§ **Exercise details**: All lines containing the string "surface" must be copied from the entries.

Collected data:
>>

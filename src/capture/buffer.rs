use super::artifact::{EncodedImage, ImageFormat};
use crate::error::CaptureError;
use crate::frame::{FrameData, FrameFormat};
use image::codecs::jpeg::JpegEncoder;
use image::codecs::png::PngEncoder;
use image::{ColorType, DynamicImage, ImageEncoder, Rgba, RgbaImage};
use imageproc::drawing::draw_filled_circle_mut;
use tracing::{debug, trace};

/// Fully transparent pixel, the blank state of a drawing surface
const BLANK: Rgba<u8> = Rgba([0, 0, 0, 0]);

/// Owned RGBA raster that drawing and photographing render into.
pub struct CaptureBuffer {
    pixels: RgbaImage,
}

impl CaptureBuffer {
    /// Blank (transparent) buffer of the given size
    pub fn new(width: u32, height: u32) -> Self {
        Self {
            pixels: RgbaImage::from_pixel(width, height, BLANK),
        }
    }

    /// Render a camera frame at its natural resolution
    pub fn from_frame(frame: &FrameData) -> Result<Self, CaptureError> {
        if !frame.is_decodable() {
            return Err(CaptureError::InvalidFrame {
                details: format!(
                    "frame {} is {}x{} with {} bytes of {:?}",
                    frame.id,
                    frame.width,
                    frame.height,
                    frame.data.len(),
                    frame.format
                ),
            });
        }

        let pixels = match frame.format {
            FrameFormat::Rgba32 => {
                RgbaImage::from_raw(frame.width, frame.height, frame.data.to_vec())
            }
            FrameFormat::Rgb24 => {
                image::RgbImage::from_raw(frame.width, frame.height, frame.data.to_vec())
                    .map(|rgb| DynamicImage::ImageRgb8(rgb).to_rgba8())
            }
        }
        .ok_or_else(|| CaptureError::InvalidFrame {
            details: format!("frame {} does not match its dimensions", frame.id),
        })?;

        Ok(Self { pixels })
    }

    pub fn width(&self) -> u32 {
        self.pixels.width()
    }

    pub fn height(&self) -> u32 {
        self.pixels.height()
    }

    pub fn pixels(&self) -> &RgbaImage {
        &self.pixels
    }

    /// Reset every pixel to transparent
    pub fn clear(&mut self) {
        for pixel in self.pixels.pixels_mut() {
            *pixel = BLANK;
        }
    }

    /// True when nothing has been drawn
    pub fn is_blank(&self) -> bool {
        self.pixels.pixels().all(|p| p.0[3] == 0)
    }

    /// Draw a round-capped line segment of the given width.
    ///
    /// The segment is clipped to the surface widened by the pen radius, so
    /// the work done is bounded by the surface size whatever the input points.
    pub fn draw_segment(
        &mut self,
        from: (f32, f32),
        to: (f32, f32),
        color: Rgba<u8>,
        width: f32,
    ) {
        let radius = ((width / 2.0).ceil() as i32).max(1);
        let margin = radius as f32;
        let min = (-margin, -margin);
        let max = (self.width() as f32 + margin, self.height() as f32 + margin);

        let Some((from, to)) = clip_segment(from, to, min, max) else {
            trace!(
                "Segment ({:.1},{:.1}) -> ({:.1},{:.1}) misses the surface",
                from.0,
                from.1,
                to.0,
                to.1
            );
            return;
        };

        let (dx, dy) = (to.0 - from.0, to.1 - from.1);
        let steps = dx.abs().max(dy.abs()).ceil().max(1.0) as u32;

        for step in 0..=steps {
            let t = step as f32 / steps as f32;
            let x = (from.0 + dx * t).round() as i32;
            let y = (from.1 + dy * t).round() as i32;
            draw_filled_circle_mut(&mut self.pixels, (x, y), radius, color);
        }

        trace!(
            "Drew segment ({:.1},{:.1}) -> ({:.1},{:.1}) in {} steps",
            from.0,
            from.1,
            to.0,
            to.1,
            steps
        );
    }

    /// Encode the current raster into a new artifact
    pub fn encode(
        &self,
        format: ImageFormat,
        jpeg_quality: u8,
    ) -> Result<EncodedImage, CaptureError> {
        let (width, height) = (self.width(), self.height());
        let mut bytes = Vec::new();

        match format {
            ImageFormat::Png => {
                PngEncoder::new(&mut bytes)
                    .write_image(self.pixels.as_raw(), width, height, ColorType::Rgba8)
                    .map_err(|e| CaptureError::Encode {
                        details: format!("PNG encoding failed: {}", e),
                    })?;
            }
            ImageFormat::Jpeg => {
                // JPEG has no alpha channel
                let rgb = DynamicImage::ImageRgba8(self.pixels.clone()).to_rgb8();
                let mut encoder = JpegEncoder::new_with_quality(&mut bytes, jpeg_quality);
                encoder
                    .encode_image(&rgb)
                    .map_err(|e| CaptureError::Encode {
                        details: format!("JPEG encoding failed: {}", e),
                    })?;
            }
        }

        debug!(
            "Encoded {}x{} buffer as {} ({} bytes)",
            width,
            height,
            format.as_str(),
            bytes.len()
        );

        Ok(EncodedImage::new(format, width, height, bytes))
    }
}

/// Liang-Barsky clip of a segment against an axis-aligned box.
/// `None` when the segment misses the box or has a non-finite endpoint.
fn clip_segment(
    from: (f32, f32),
    to: (f32, f32),
    min: (f32, f32),
    max: (f32, f32),
) -> Option<((f32, f32), (f32, f32))> {
    if ![from.0, from.1, to.0, to.1].iter().all(|v| v.is_finite()) {
        return None;
    }

    let (dx, dy) = (to.0 - from.0, to.1 - from.1);
    let mut t0 = 0.0f32;
    let mut t1 = 1.0f32;

    for (p, q) in [
        (-dx, from.0 - min.0),
        (dx, max.0 - from.0),
        (-dy, from.1 - min.1),
        (dy, max.1 - from.1),
    ] {
        if p == 0.0 {
            if q < 0.0 {
                return None;
            }
            continue;
        }

        let r = q / p;
        if p < 0.0 {
            if r > t1 {
                return None;
            }
            t0 = t0.max(r);
        } else {
            if r < t0 {
                return None;
            }
            t1 = t1.min(r);
        }
    }

    Some((
        (from.0 + dx * t0, from.1 + dy * t0),
        (from.0 + dx * t1, from.1 + dy * t1),
    ))
}

/// Parse a `#rrggbb` colour into an opaque RGBA pixel
pub fn parse_hex_color(value: &str) -> Option<Rgba<u8>> {
    let hex = value.strip_prefix('#')?;
    if hex.len() != 6 || !hex.chars().all(|c| c.is_ascii_hexdigit()) {
        return None;
    }

    let channel = |i: usize| u8::from_str_radix(&hex[i..i + 2], 16).ok();
    Some(Rgba([channel(0)?, channel(2)?, channel(4)?, 255]))
}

<<

§ **Answer to this exercise**:
/// Fully transparent pixel, the blank state of a drawing surface
    /// The segment is clipped to the surface widened by the pen radius, so
    /// the work done is bounded by the surface size whatever the input points.
                "Segment ({:.1},{:.1}) -> ({:.1},{:.1}) misses the surface",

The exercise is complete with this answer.